Est-ce à dire que toutes les opinions aujourd’hui défendues se rapportent dans leur totalité à des idéologies elles-mêmes enracinées dans des terreaux religieux ? Oui, pour une écrasante majorité, et, de manière conjoncturelle, proportionnellement à l’effondrement de tout réel esprit critique. Voilà ce que l’époque, à mesure qu’elle s’y enfonce, refuse de voir et ce que les individus qui la font exècrent d’entendre – ou plutôt ce dont ils se fichent éperdument pourvu que le niveau de vie continue de grimper.

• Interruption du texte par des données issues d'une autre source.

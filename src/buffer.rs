//! Line-array text buffer
//!
//! Rows are stored as `String`s without their newline. Columns are byte
//! offsets into the row.

use crate::error::{AssistError, Result};
use std::ops::Range;
use std::path::{Path, PathBuf};

/// What the assistance engine needs from its host buffer
pub trait LineBuffer {
    fn row_count(&self) -> usize;

    /// Row text, empty past the end
    fn row_text(&self, row: usize) -> &str;

    fn row_len(&self, row: usize) -> usize {
        self.row_text(row).len()
    }

    /// Replace `range` of `row` with `text`. Range is already clamped to the row
    fn replace_range(&mut self, row: usize, range: Range<usize>, text: &str);

    fn cursor(&self) -> Position;

    fn set_cursor(&mut self, pos: Position);

    fn mark_modified(&mut self);
}

/// Row/column in document space
#[derive(Clone, Copy, Debug, Default, PartialEq, Eq, PartialOrd, Ord)]
pub struct Position {
    pub row: usize,
    pub col: usize,
}

impl Position {
    pub fn new(row: usize, col: usize) -> Self {
        Self { row, col }
    }
}

/// Cursor motions
#[derive(Clone, Copy, Debug, PartialEq, Eq)]
pub enum Motion {
    Left,
    Right,
    Up,
    Down,
    LineStart,
    LineEnd,
}

pub struct Buffer {
    rows: Vec<String>,
    cursor: Position,
    dirty: bool,
    path: Option<PathBuf>,
}

impl Default for Buffer {
    fn default() -> Self {
        Self::new()
    }
}

impl Buffer {
    /// Empty buffer with one empty row
    pub fn new() -> Self {
        Self {
            rows: vec![String::new()],
            cursor: Position::default(),
            dirty: false,
            path: None,
        }
    }

    /// Split text into rows, stripping `\n` and `\r\n`
    pub fn from_str(text: &str) -> Self {
        let mut rows = Vec::with_capacity(bytecount::count(text.as_bytes(), b'\n') + 1);
        let mut start = 0;
        for nl in memchr::memchr_iter(b'\n', text.as_bytes()) {
            rows.push(text[start..nl].trim_end_matches('\r').to_string());
            start = nl + 1;
        }
        if start < text.len() {
            rows.push(text[start..].trim_end_matches('\r').to_string());
        }
        if rows.is_empty() {
            rows.push(String::new());
        }

        Self {
            rows,
            cursor: Position::default(),
            dirty: false,
            path: None,
        }
    }

    /// Load a file. Invalid UTF-8 is replaced rather than rejected
    pub fn open(path: impl AsRef<Path>) -> Result<Self> {
        let path = path.as_ref();
        let bytes = std::fs::read(path).map_err(|source| AssistError::Io {
            path: path.to_path_buf(),
            source,
        })?;
        let mut buffer = match simdutf8::basic::from_utf8(&bytes) {
            Ok(text) => Self::from_str(text),
            Err(_) => {
                tracing::warn!(path = %path.display(), "file is not valid UTF-8, replacing bad bytes");
                Self::from_str(&String::from_utf8_lossy(&bytes))
            }
        };
        buffer.path = Some(path.to_path_buf());
        tracing::info!(path = %path.display(), rows = buffer.rows.len(), "opened file");
        Ok(buffer)
    }

    /// Write rows joined by `\n`, clearing the dirty flag
    pub fn save(&mut self) -> Result<()> {
        let Some(path) = self.path.clone() else {
            return Ok(());
        };
        std::fs::write(&path, self.rows.join("\n")).map_err(|source| AssistError::Io {
            path: path.clone(),
            source,
        })?;
        self.dirty = false;
        tracing::info!(path = %path.display(), rows = self.rows.len(), "saved file");
        Ok(())
    }

    pub fn path(&self) -> Option<&Path> {
        self.path.as_deref()
    }

    pub fn set_path(&mut self, path: impl Into<PathBuf>) {
        self.path = Some(path.into());
    }

    pub fn rows(&self) -> &[String] {
        &self.rows
    }

    pub fn is_dirty(&self) -> bool {
        self.dirty
    }

    /// Clamp the cursor onto an existing row and column
    fn clamp_cursor(&mut self) {
        self.cursor.row = self.cursor.row.min(self.rows.len().saturating_sub(1));
        let row = &self.rows[self.cursor.row];
        self.cursor.col = floor_char_boundary(row, self.cursor.col.min(row.len()));
    }

    pub fn insert_char(&mut self, ch: char) {
        self.clamp_cursor();
        let Position { row, col } = self.cursor;
        self.rows[row].insert(col, ch);
        self.cursor.col = col + ch.len_utf8();
        self.dirty = true;
    }

    /// Backspace: delete left of the cursor, joining rows at column 0
    pub fn delete_char(&mut self) {
        self.clamp_cursor();
        let Position { row, col } = self.cursor;
        if col > 0 {
            let prev = floor_char_boundary(&self.rows[row], col - 1);
            self.rows[row].replace_range(prev..col, "");
            self.cursor.col = prev;
            self.dirty = true;
        } else if row > 0 {
            let current = self.rows.remove(row);
            let above = &mut self.rows[row - 1];
            let joined_at = above.len();
            above.push_str(&current);
            self.cursor = Position::new(row - 1, joined_at);
            self.dirty = true;
        }
    }

    /// Split the row at the cursor
    pub fn insert_newline(&mut self) {
        self.clamp_cursor();
        let Position { row, col } = self.cursor;
        let tail = self.rows[row].split_off(col);
        self.rows.insert(row + 1, tail);
        self.cursor = Position::new(row + 1, 0);
        self.dirty = true;
    }

    /// Ctrl-K: truncate at the cursor, or join the next row when already at the end
    pub fn kill_line(&mut self) {
        self.clamp_cursor();
        let Position { row, col } = self.cursor;
        if col < self.rows[row].len() {
            self.rows[row].truncate(col);
            self.dirty = true;
        } else if row + 1 < self.rows.len() {
            let next = self.rows.remove(row + 1);
            self.rows[row].push_str(&next);
            self.dirty = true;
        }
    }

    pub fn move_cursor(&mut self, motion: Motion) {
        self.clamp_cursor();
        let Position { row, col } = self.cursor;
        match motion {
            Motion::Left => {
                if col > 0 {
                    self.cursor.col = floor_char_boundary(&self.rows[row], col - 1);
                } else if row > 0 {
                    self.cursor = Position::new(row - 1, self.rows[row - 1].len());
                }
            }
            Motion::Right => {
                let text = &self.rows[row];
                if let Some(ch) = text[col..].chars().next() {
                    self.cursor.col = col + ch.len_utf8();
                }
            }
            Motion::Up => self.cursor.row = row.saturating_sub(1),
            Motion::Down => {
                if row + 1 < self.rows.len() {
                    self.cursor.row = row + 1;
                }
            }
            Motion::LineStart => self.cursor.col = 0,
            Motion::LineEnd => self.cursor.col = self.rows[row].len(),
        }
        self.clamp_cursor();
    }

    /// Identifier run (alphanumerics and `_`) ending at the cursor, with its start column
    pub fn word_before_cursor(&self) -> (usize, &str) {
        let row = self.row_text(self.cursor.row);
        let end = self.cursor.col.min(row.len());
        let start = row.as_bytes()[..end]
            .iter()
            .rposition(|&b| !(b.is_ascii_alphanumeric() || b == b'_'))
            .map_or(0, |i| i + 1);
        (start, &row[start..end])
    }

    /// First row containing `query`, with the match column
    pub fn find(&self, query: &str) -> Option<Position> {
        if query.is_empty() {
            return None;
        }
        self.rows
            .iter()
            .enumerate()
            .find_map(|(row, text)| text.find(query).map(|col| Position::new(row, col)))
    }
}

impl LineBuffer for Buffer {
    fn row_count(&self) -> usize {
        self.rows.len()
    }

    fn row_text(&self, row: usize) -> &str {
        self.rows.get(row).map_or("", String::as_str)
    }

    fn replace_range(&mut self, row: usize, range: Range<usize>, text: &str) {
        if let Some(line) = self.rows.get_mut(row) {
            line.replace_range(range, text);
        }
    }

    fn cursor(&self) -> Position {
        self.cursor
    }

    fn set_cursor(&mut self, pos: Position) {
        self.cursor = pos;
        self.clamp_cursor();
    }

    fn mark_modified(&mut self) {
        self.dirty = true;
    }
}

/// Largest char boundary in `s` at or below `index`
pub(crate) fn floor_char_boundary(s: &str, index: usize) -> usize {
    let mut index = index.min(s.len());
    while !s.is_char_boundary(index) {
        index -= 1;
    }
    index
}

#[cfg(test)]
mod tests {
    use super::*;

    #[test]
    fn test_from_str_rows() {
        let buffer = Buffer::from_str("a\r\nb\n\nc");
        assert_eq!(buffer.rows(), &["a", "b", "", "c"]);

        let trailing = Buffer::from_str("x\n");
        assert_eq!(trailing.rows(), &["x"]);

        assert_eq!(Buffer::from_str("").rows(), &[""]);
    }

    #[test]
    fn test_typing_and_backspace() {
        let mut buffer = Buffer::new();
        for ch in "ab".chars() {
            buffer.insert_char(ch);
        }
        buffer.insert_newline();
        buffer.insert_char('c');
        assert_eq!(buffer.rows(), &["ab", "c"]);
        assert!(buffer.is_dirty());

        buffer.delete_char();
        buffer.delete_char();
        assert_eq!(buffer.rows(), &["ab"]);
        assert_eq!(buffer.cursor(), Position::new(0, 2));
    }

    #[test]
    fn test_kill_line_joins_at_end() {
        let mut buffer = Buffer::from_str("hello world\nnext");
        buffer.set_cursor(Position::new(0, 5));
        buffer.kill_line();
        assert_eq!(buffer.rows(), &["hello", "next"]);
        buffer.kill_line();
        assert_eq!(buffer.rows(), &["hellonext"]);
    }

    #[test]
    fn test_motions_clamp() {
        let mut buffer = Buffer::from_str("long line\nab");
        buffer.set_cursor(Position::new(0, 9));
        buffer.move_cursor(Motion::Down);
        assert_eq!(buffer.cursor(), Position::new(1, 2));
        buffer.move_cursor(Motion::LineStart);
        buffer.move_cursor(Motion::Left);
        assert_eq!(buffer.cursor(), Position::new(0, 9));
    }

    #[test]
    fn test_word_before_cursor() {
        let mut buffer = Buffer::from_str("  x = my_var");
        buffer.set_cursor(Position::new(0, 12));
        assert_eq!(buffer.word_before_cursor(), (6, "my_var"));

        buffer.set_cursor(Position::new(0, 5));
        assert_eq!(buffer.word_before_cursor(), (5, ""));
    }

    #[test]
    fn test_find() {
        let buffer = Buffer::from_str("int a;\nreturn a;");
        assert_eq!(buffer.find("return"), Some(Position::new(1, 0)));
        assert_eq!(buffer.find("missing"), None);
        assert_eq!(buffer.find(""), None);
    }
}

Les crises, immenses, qui se déploient actuellement exigeraient une reprise active de la vie politique des peuples et un réveil rapide de l’activité de pensée. L’un comme l’autre resteront impossibles tant que ne sera pas assumée, à l’échelle de l’individu comme à celle du collectif, tant que ne sera pas à nouveau reconnue l’inscription fondamentale de l’être humain dans la culture plurimillénaire qui le précède et le fait être tel qu’il est : c’est-à-dire capable de faire histoire [10] mais préférant, pour une part écrasante de son être et de son histoire, suivre les automatismes qu’il s’est lui-même créés. Ce sont les mécanismes de ces derniers qu’il s’agit d’élucider.